The public sphere is the consequence and product of the constitutional premiss that the state is the creation of free citizens,and they are more or less free to call it to account.But today the state has acquired or has been endowed with a transcendent authority that imposes upon citizens the status and obligations of its slaves.Slaves cannot inhabit a public sphere where they are free participants.They are bound to bow to the state on every conceivable occasion and suffer in silence its usurpation of their power to freely combine and act in the public sphere.

They have to seek permission to organize a protest or a rally,and they can do so,if at all possible,in a designated place .They have to watch their words and refrain from anything that causes ‘offence’.And who knows how a word against a political leader or a head of a government might give offence to some people or other!They are losing their right to voice their complaints and demand their dues from responsible authorities.

This situation is extraordinary,and it has confused all the people who thought there were legitimate answers in place to satisfy their hankering for justice and restitution.Of course this is not to insist that their rights have been fully guaranteed or that the remedies have been readily available. But what we have been witnessing is a systematic stamping out of even the last relics of the public power of citizens to challenge despotic authority.

People go to courts as the last resort.But the courts mostly seem impervious to such alarums.They complain of excessive expectations from them,push serious complaints into the yard of the executive or the legislature and wash their hands and sometimes pour cold water on fervent cries for undoing grave wrongs and injuries.

Political parties,civil society groups and retired bureaucrats and generals voice full-throated demands for reversal of this record.Most of the time they come up against a blank wall.Yet they continue to hope against hope and return with newer petitions and complaints.

All this may be dismissed as cynical grumbling.But I don’t debunk protest as such or the affirmation of faith in institutions.But am most disturbed by their stolidity and what seems to be flagrant unconcern.As if all of us have agreed to play at befooling ourselves and refused to think out of the box.Some couragious members of the lower judiciary have played an exemplary role in upholding the rule of law and calling a stop to rampant misuse of law,but in some of these cases the High Courts seem to have brusquely clipped their wings.

Against this murky background the Supreme Court’s recent intervention on behalf of petitioners representing victims of the infamous ‘sedition law'(Section 124(A) of IPC) comes as a considerable relief.SC’s unambiguous order to defer all pending cases of sedition and allow bail to those victims jailed under its draconian sweep is certainly quite reassuring. The honourable judges have apparently taken with a pinch of salt the government’s profession of good intentions. And they are asking for prompt concrete action.But the Law Minister’s sombre mutterings about ‘Lakshman Rekha’ portend no good.

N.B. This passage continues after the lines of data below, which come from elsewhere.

//! Record and state emission protocol
//!
//! Records leave the connector as JSON-lines messages: a SCHEMA message per
//! stream before its records, RECORD messages carrying the extraction
//! timestamp, and STATE messages after bookmark mutations.

use chrono::{DateTime, SecondsFormat, Utc};
use serde_json::{json, Value};
use std::io::Write;
use std::sync::Mutex;

use crate::state::{State, StateError, StateSink};
use crate::Record;

/// Receives emitted schemas and records
pub trait RecordSink: Send + Sync {
    /// Emit a stream's schema before its records
    fn emit_schema(
        &self,
        stream: &str,
        schema: &Value,
        key_properties: &[String],
    ) -> Result<(), SinkError>;

    /// Emit one record with its extraction timestamp
    fn emit(
        &self,
        stream: &str,
        record: &Record,
        time_extracted: DateTime<Utc>,
    ) -> Result<(), SinkError>;
}

/// JSON-lines sink writing SCHEMA/RECORD/STATE messages to one writer
pub struct JsonLinesSink {
    out: Mutex<Box<dyn Write + Send>>,
}

impl JsonLinesSink {
    /// Sink writing to stdout
    pub fn stdout() -> Self {
        Self::new(Box::new(std::io::stdout()))
    }

    /// Sink writing to an arbitrary writer (for testing)
    pub fn new(out: Box<dyn Write + Send>) -> Self {
        Self {
            out: Mutex::new(out),
        }
    }

    fn write_message(&self, message: Value) -> Result<(), SinkError> {
        let line = serde_json::to_string(&message)
            .map_err(|e| SinkError::Serialization(e.to_string()))?;
        let mut out = self
            .out
            .lock()
            .map_err(|_| SinkError::Io("sink writer poisoned".to_string()))?;
        writeln!(out, "{line}").map_err(|e| SinkError::Io(e.to_string()))?;
        out.flush().map_err(|e| SinkError::Io(e.to_string()))
    }
}

impl RecordSink for JsonLinesSink {
    fn emit_schema(
        &self,
        stream: &str,
        schema: &Value,
        key_properties: &[String],
    ) -> Result<(), SinkError> {
        self.write_message(json!({
            "type": "SCHEMA",
            "stream": stream,
            "schema": schema,
            "key_properties": key_properties,
        }))
    }

    fn emit(
        &self,
        stream: &str,
        record: &Record,
        time_extracted: DateTime<Utc>,
    ) -> Result<(), SinkError> {
        self.write_message(json!({
            "type": "RECORD",
            "stream": stream,
            "record": record,
            "time_extracted": time_extracted.to_rfc3339_opts(SecondsFormat::Micros, true),
        }))
    }
}

impl StateSink for JsonLinesSink {
    fn persist(&self, state: &State) -> Result<(), StateError> {
        let value =
            serde_json::to_value(state).map_err(|e| StateError::Serialization(e.to_string()))?;
        self.write_message(json!({"type": "STATE", "value": value}))
            .map_err(|e| StateError::Io(e.to_string()))
    }
}

/// Emission errors
#[derive(Debug, thiserror::Error)]
pub enum SinkError {
    /// Writer failure
    #[error("sink I/O error: {0}")]
    Io(String),

    /// Message serialization failure
    #[error("sink serialization error: {0}")]
    Serialization(String),
}
//! Report request wire types and the asynchronous job client
//!
//! A report job is a server-side task: submitting a [`ReportRequest`] yields
//! an opaque report id, polling that id eventually yields an ordered set of
//! downloadable files. Jobs transition `pending -> ready` only via polling
//! and never backward.

use async_trait::async_trait;

use crate::http::ApiError;

mod client;
mod request;

pub use client::{ReportJobClient, BASE_URL, POLL_INTERVAL};
pub use request::{ReportColumn, ReportFilter, ReportRequest, ReportScope, TimeRange};

/// One downloadable result file of a ready report job.
///
/// File sets are ordered and stable once a job is ready; the ordinal is the
/// unit of resume granularity.
#[derive(Debug, Clone, PartialEq, Eq)]
pub struct FileDescriptor {
    /// Download URL
    pub url: String,
    /// Zero-based position within the job's file set
    pub ordinal: usize,
}

/// Outcome of polling a report job once
#[derive(Debug, Clone, PartialEq, Eq)]
pub enum PollOutcome {
    /// The platform is still materializing the report
    NotReady,
    /// The report is ready; descriptors are in ordinal order
    Ready(Vec<FileDescriptor>),
}

/// Report job operations, seam for the sync engine
#[async_trait]
pub trait ReportApi: Send + Sync {
    /// Submit a report-generation request, returning the server-assigned id
    async fn submit(&self, request: &ReportRequest) -> Result<String, ReportError>;

    /// Poll job status once
    async fn poll(&self, report_id: &str) -> Result<PollOutcome, ReportError>;

    /// Poll on a fixed interval until the job is ready.
    ///
    /// Unbounded in wall clock; the platform makes no report-generation SLA.
    /// Each individual poll goes through the HTTP layer's retry policy.
    async fn await_completion(&self, report_id: &str) -> Result<Vec<FileDescriptor>, ReportError>;
}

/// Report job errors
#[derive(Debug, thiserror::Error)]
pub enum ReportError {
    /// Submission response carried no report id
    #[error("submission response carried no report id")]
    MissingReportId,

    /// Request violates a construction invariant
    #[error("invalid report request: {0}")]
    InvalidRequest(String),

    /// Polling abandoned because shutdown was requested
    #[error("report polling cancelled by shutdown request")]
    Cancelled,

    /// HTTP layer failure
    #[error(transparent)]
    Api(#[from] ApiError),
}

As for the time-honoured principle of separation of powers it is clearly visible that under its cover the executive is increasingly overstepping its legitimate limits in a reckless manner.Every time it claims to act within its right as the executive power of the state and there is not a shred of evidence that it will acknowledge and stop at a definite terminal point on this route.Increasingly this aggression is making a travesty of rule of law and thus attenuating the circle of judicial power. Whether its promise to review the impugned section of IPC will be sincerely fulfilled,or whether it turn out to be old wine in a new bottle remains to be seen.Sitaram Yechury has just expressed such a misgiving.And he speaks soberly.In such a case it will be back to square one and the country will be on the edge of a precipice.

And Section 124(A) is just one of the arms of despotic power.Being ‘colonial-era relic’ is only a minor feature.The basic characteristic is unbridled power at the expense of rights of free citizens.Masquerading as a necessity for safety of the state there are half a dozen other statutes like the UAPA that have been marshalled in aid of establishing brutal power.Poet Milton had memorably written about ‘necessity,the Tyrant’s plea’ more than three hundred years ago.And the words have not lost their edge.

This situation now urgently calls for more and stronger activity on the part of the judiciary, even though it might draw from expected quarters raucous charges of ‘judicial overreach’.When your opponent blithely treads down all rules,there may not be much to gain in invoking the playbook.